▶ About this task
Write the number of lines in the material below that contain "enum", with no other words.

▶ Supplied information

══════════════════════════════

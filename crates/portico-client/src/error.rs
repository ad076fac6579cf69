//! Client error types.

use thiserror::Error;

#[derive(Error, Debug)]
pub enum ClientError {
    /// The server answered with a non-success status and `{message}`.
    #[error("{status}: {message}")]
    Api { status: u16, message: String },

    #[error("HTTP error: {0}")]
    Http(#[from] reqwest::Error),
}

impl ClientError {
    pub fn status(&self) -> Option<u16> {
        match self {
            Self::Api { status, .. } => Some(*status),
            Self::Http(e) => e.status().map(|s| s.as_u16()),
        }
    }

    pub fn is_not_found(&self) -> bool {
        self.status() == Some(404)
    }
}

pub type Result<T> = std::result::Result<T, ClientError>;
//! Error types for Portico.

use thiserror::Error;

#[derive(Error, Debug)]
pub enum Error {
    /// Malformed input or a reference to an entity that does not exist.
    #[error("{0}")]
    Validation(String),

    #[error("{0} not found")]
    NotFound(String),

    #[error("{0}")]
    Conflict(String),

    #[error("Configuration error: {0}")]
    Config(String),
}

impl Error {
    pub fn validation(msg: impl Into<String>) -> Self {
        Self::Validation(msg.into())
    }

    pub fn not_found(what: impl Into<String>) -> Self {
        Self::NotFound(what.into())
    }

    pub fn conflict(msg: impl Into<String>) -> Self {
        Self::Conflict(msg.into())
    }
}

pub type Result<T> = std::result::Result<T, Error>;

══════════════════════════════

▶ Written solution
2